One very common trope is that of the Manic Pixie Dream Girl. The term was first coined by film critic Nathan Rabin in 2005. Rabin described the Manic Pixie Dream Girl as a character who “exists solely in the fevered imaginations of sensitive writer-directors to teach broodingly soulful young men to embrace life and its infinite mysteries and adventures”.
In simpler terms, this refers to a female character who serves the sole purpose of entering the lives of boring white men and through her child-like and bubbly personality makes him enjoy life again. The Manic Pixie Dream girl has seemingly no future plans of her own, no family, no job, no fears, no hopes… She seems to exist purely to help men find their way about the world. This reinforces the stereotype of women as caregivers always ready to give and expect nothing in return.
The Manic Pixie Dream Girl is not a real, complete person, she’s a collection of male fantasies.
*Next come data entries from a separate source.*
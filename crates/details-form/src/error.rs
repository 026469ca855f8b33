use crate::config::ConfigError;
use crate::form::FormError;
use crate::telemetry::TelemetryError;
use std::fmt;

#[derive(Debug)]
pub enum AppError {
    Config(ConfigError),
    Telemetry(TelemetryError),
    Io(std::io::Error),
    Json(serde_json::Error),
    Form(FormError),
    InvalidSubmission { invalid_fields: usize },
}

impl fmt::Display for AppError {
    fn fmt(&self, f: &mut fmt::Formatter<'_>) -> fmt::Result {
        match self {
            AppError::Config(err) => write!(f, "configuration error: {}", err),
            AppError::Telemetry(err) => write!(f, "telemetry error: {}", err),
            AppError::Io(err) => write!(f, "io error: {}", err),
            AppError::Json(err) => write!(f, "invalid form data: {}", err),
            AppError::Form(err) => write!(f, "form error: {}", err),
            AppError::InvalidSubmission { invalid_fields } => {
                write!(f, "submission rejected: {} invalid field(s)", invalid_fields)
            }
        }
    }
}

impl std::error::Error for AppError {
    fn source(&self) -> Option<&(dyn std::error::Error + 'static)> {
        match self {
            AppError::Config(err) => Some(err),
            AppError::Telemetry(err) => Some(err),
            AppError::Io(err) => Some(err),
            AppError::Json(err) => Some(err),
            AppError::Form(err) => Some(err),
            AppError::InvalidSubmission { .. } => None,
        }
    }
}

impl From<ConfigError> for AppError {
    fn from(value: ConfigError) -> Self {
        Self::Config(value)
    }
}

impl From<TelemetryError> for AppError {
    fn from(value: TelemetryError) -> Self {
        Self::Telemetry(value)
    }
}

impl From<std::io::Error> for AppError {
    fn from(value: std::io::Error) -> Self {
        Self::Io(value)
    }
}

impl From<serde_json::Error> for AppError {
    fn from(value: serde_json::Error) -> Self {
        Self::Json(value)
    }
}

impl From<FormError> for AppError {
    fn from(value: FormError) -> Self {
        Self::Form(value)
    }
}
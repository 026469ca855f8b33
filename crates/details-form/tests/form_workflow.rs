//! Integration specifications for the basic details form.
//!
//! Scenarios drive the public component the way a host UI does: input events in,
//! submit outcomes and the rendered result out. Timers run on paused Tokio time so the
//! simulated three second submission completes instantly.

mod common {
    use std::sync::Arc;
    use std::time::Duration;

    use async_trait::async_trait;

    use details_form::config::FormConfig;
    use details_form::form::{
        DetailsForm, FieldPath, FormEvent, Gender, Submission, SubmissionHandler, SubmitEffect,
        SubmitError,
    };

    pub(super) fn config() -> FormConfig {
        FormConfig::default()
    }

    pub(super) fn change(form: &mut DetailsForm, path: FieldPath, value: &str) {
        form.dispatch(FormEvent::Change {
            path,
            value: value.to_string(),
        })
        .expect("change accepted");
    }

    pub(super) fn fill_valid(form: &mut DetailsForm) {
        change(form, FieldPath::FirstName, "John");
        change(form, FieldPath::LastName, "Doe");
        form.dispatch(FormEvent::SelectGender(Some(Gender::Other)))
            .expect("gender selected");
        change(form, FieldPath::DateOfBirth, "1990-05-04");
        change(form, FieldPath::Email, "johndoe@email.com");
        change(form, FieldPath::PhoneNumber, "+911234567890");
        change(form, FieldPath::TechStackEntry(0), "React Native");
    }

    pub(super) struct Unreachable;

    #[async_trait]
    impl SubmitEffect for Unreachable {
        async fn perform(&self, _submission: &Submission) -> Result<(), SubmitError> {
            tokio::time::sleep(Duration::from_secs(1)).await;
            Err(SubmitError::Effect("backend unreachable".to_string()))
        }
    }

    pub(super) fn failing_form() -> DetailsForm {
        DetailsForm::with_handler(&config(), SubmissionHandler::new(Arc::new(Unreachable)))
    }
}

use std::time::Duration;

use common::*;
use details_form::config::FormConfig;
use details_form::form::{
    DetailsForm, ErrorKind, EventOutcome, FieldPath, FormEvent, Gender, SubmitOutcome,
};

fn started(outcome: SubmitOutcome) -> tokio::task::JoinHandle<()> {
    match outcome {
        SubmitOutcome::Started(handle) => handle,
        other => panic!("expected submission to start, got {other:?}"),
    }
}

#[tokio::test(start_paused = true)]
async fn empty_submit_reports_required_for_every_field() {
    let mut form = DetailsForm::new(&config());

    match form.submit() {
        SubmitOutcome::Invalid(errors) => {
            assert_eq!(errors.len(), 7);
            assert!(errors
                .iter()
                .all(|(_, error)| error.kind == ErrorKind::Required));
        }
        other => panic!("expected validation errors, got {other:?}"),
    }
    assert!(!form.is_loading());
    assert!(form.last_submitted().is_none());
}

#[tokio::test(start_paused = true)]
async fn pattern_errors_block_submission() {
    let mut form = DetailsForm::new(&config());
    fill_valid(&mut form);
    change(&mut form, FieldPath::FirstName, "John1");
    change(&mut form, FieldPath::PhoneNumber, "+910234567890");

    match form.submit() {
        SubmitOutcome::Invalid(errors) => {
            assert_eq!(errors.len(), 2);
            assert_eq!(
                errors.kind_of(&FieldPath::FirstName),
                Some(ErrorKind::Pattern)
            );
            assert_eq!(
                errors.kind_of(&FieldPath::PhoneNumber),
                Some(ErrorKind::Pattern)
            );
        }
        other => panic!("expected validation errors, got {other:?}"),
    }

    change(&mut form, FieldPath::FirstName, "John");
    assert!(form.controller().error(&FieldPath::FirstName).is_none());
    assert!(form.controller().error(&FieldPath::PhoneNumber).is_some());
}

#[tokio::test(start_paused = true)]
async fn valid_submission_renders_after_three_seconds() {
    let mut form = DetailsForm::new(&config());
    fill_valid(&mut form);
    form.dispatch(FormEvent::AppendTechStack).expect("append");
    change(&mut form, FieldPath::TechStackEntry(1), "Rust");

    let handle = started(form.submit());
    assert!(form.is_loading());

    tokio::time::sleep(Duration::from_millis(2_999)).await;
    assert!(form.last_submitted().is_none());
    assert_eq!(form.result_view().gender, "");

    handle.await.expect("submission task joins");
    assert!(!form.is_loading());

    let view = form.result_view();
    assert_eq!(view.first_name, "John");
    assert_eq!(view.last_name, "Doe");
    assert_eq!(view.gender, "Other");
    assert_eq!(view.date_of_birth, "04-May-1990");
    assert_eq!(view.tech_stack, "React Native, Rust");

    let snapshot = form.last_submitted().expect("snapshot stored");
    assert_eq!(snapshot.gender, Gender::Other);
    assert_eq!(snapshot.phone_number, "+911234567890");
}

#[tokio::test(start_paused = true)]
async fn reset_clears_draft_but_keeps_last_result() {
    let mut form = DetailsForm::new(&config());
    fill_valid(&mut form);
    started(form.submit()).await.expect("submission task joins");

    form.dispatch(FormEvent::Reset).expect("reset");

    let values = form.controller().values();
    assert_eq!(values.first_name, "");
    assert!(values.gender.is_none());
    assert_eq!(values.tech_stack.len(), 1);
    assert_eq!(values.tech_stack[0].value, "");
    assert!(form.controller().errors().is_empty());
    assert_eq!(form.result_view().first_name, "John");
}

#[tokio::test(start_paused = true)]
async fn second_submit_while_pending_is_rejected() {
    let mut form = DetailsForm::new(&config());
    fill_valid(&mut form);

    let handle = started(form.submit());
    assert!(matches!(form.submit(), SubmitOutcome::Busy));
    assert_eq!(form.controller().submit_count(), 1);

    handle.await.expect("submission task joins");
    assert!(matches!(form.submit(), SubmitOutcome::Started(_)));
}

#[tokio::test(start_paused = true)]
async fn overlapping_submits_can_be_allowed() {
    let config = FormConfig {
        allow_overlapping_submits: true,
        ..FormConfig::default()
    };
    let mut form = DetailsForm::new(&config);
    fill_valid(&mut form);

    let first = started(form.submit());
    tokio::time::sleep(Duration::from_secs(1)).await;
    change(&mut form, FieldPath::FirstName, "Jane");
    let second = started(form.submit());

    first.await.expect("first joins");
    assert_eq!(form.result_view().first_name, "John");
    assert!(form.is_loading(), "second submission still pending");
    second.await.expect("second joins");
    assert_eq!(form.result_view().first_name, "Jane");
    assert!(!form.is_loading());
}

#[tokio::test(start_paused = true)]
async fn failed_effect_is_swallowed_and_loading_cleared() {
    let mut form = failing_form();
    fill_valid(&mut form);

    let handle = started(form.submit());
    assert!(form.is_loading());
    handle.await.expect("task joins without panicking");

    assert!(!form.is_loading());
    assert!(form.last_submitted().is_none());
}

#[tokio::test(start_paused = true)]
async fn dropping_the_form_mid_submission_is_harmless() {
    let mut form = DetailsForm::new(&config());
    fill_valid(&mut form);
    let display = form.display();
    let handle = started(form.submit());
    drop(form);
    drop(display);

    handle.await.expect("late completion is a no-op");
}

#[tokio::test(start_paused = true)]
async fn tech_stack_identity_survives_removal() {
    let mut form = DetailsForm::new(&config());
    let first = match form.dispatch(FormEvent::AppendTechStack).expect("append") {
        EventOutcome::Appended(id) => id,
        other => panic!("expected append, got {other:?}"),
    };
    let second = match form.dispatch(FormEvent::AppendTechStack).expect("append") {
        EventOutcome::Appended(id) => id,
        other => panic!("expected append, got {other:?}"),
    };
    assert_ne!(first, second);
    assert_eq!(form.controller().tech_stack().len(), 3);

    match form.dispatch(FormEvent::RemoveTechStack(0)).expect("remove") {
        EventOutcome::Removed(None) => {}
        other => panic!("first slot must stay, got {other:?}"),
    }

    form.dispatch(FormEvent::RemoveTechStack(1)).expect("remove");
    let slots = form.controller().tech_stack_slots();
    assert_eq!(slots.len(), 2);
    assert_eq!(slots[1].id, Some(second));
    assert!(!slots[0].removable);
    assert!(slots[1].removable);
}

#[tokio::test(start_paused = true)]
async fn blank_tech_stack_entries_block_submission() {
    let mut form = DetailsForm::new(&config());
    fill_valid(&mut form);
    form.dispatch(FormEvent::AppendTechStack).expect("append");

    match form.submit() {
        SubmitOutcome::Invalid(errors) => {
            assert_eq!(errors.len(), 1);
            let error = errors
                .get(&FieldPath::TechStackEntry(1))
                .expect("blank entry flagged");
            assert_eq!(error.kind, ErrorKind::Required);
            assert_eq!(error.message, "Tech stack entry is required");
        }
        other => panic!("expected validation errors, got {other:?}"),
    }

    form.dispatch(FormEvent::RemoveTechStack(1)).expect("remove");
    assert!(form.controller().errors().is_empty());
    assert!(matches!(form.submit(), SubmitOutcome::Started(_)));
}

#[tokio::test(start_paused = true)]
async fn gender_cannot_be_changed_as_text() {
    let mut form = DetailsForm::new(&config());
    let err = form
        .dispatch(FormEvent::Change {
            path: FieldPath::Gender,
            value: "other".to_string(),
        })
        .expect_err("gender is a choice");
    assert!(err.to_string().contains("gender"));
}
In Elizabethtown, Drew Baylor loses his job, his girlfriend and decides to commit suicide. His plans are interupted when he gets a phone call announcing his fathers death, urging him to return to his home town. Enter our manic pixie dream girl; a flight attendant named Claire who helps the down and out white, male protagonist to once more embrace life.
Other examples include Kate Hudson playing Penny Lane in Almost Famous (2000). Rachel Bilson in The Last Kiss (2006) as Kim. Zooey Deschanel playing Allison in Yes Man (2008).Keira Knightley, Anne Hathaway, Charlize Therone, Natalie Portman… the list goes on and on.
The trope has been around for far longer though. It began around the 1930s. With Katharine Hepburn in Bringing Up Baby (1938) and even Marilyn Monroe in Some Like it Hot (1959).
The Manic Pixie Dream Girl has succeeded in perpetuating the stereotype that women cant do great things, they can only help men do great things. This is otherwise knows as a muse. A beautiful, interesting woman who helps and inspires men to follow their dreams and achieve things.
This mis-represents women as not full human beings. It insinuates that women are incapable of also having dreams and hopes of achieving things.
Its the reinforcment of the lie that women are not complete human beings.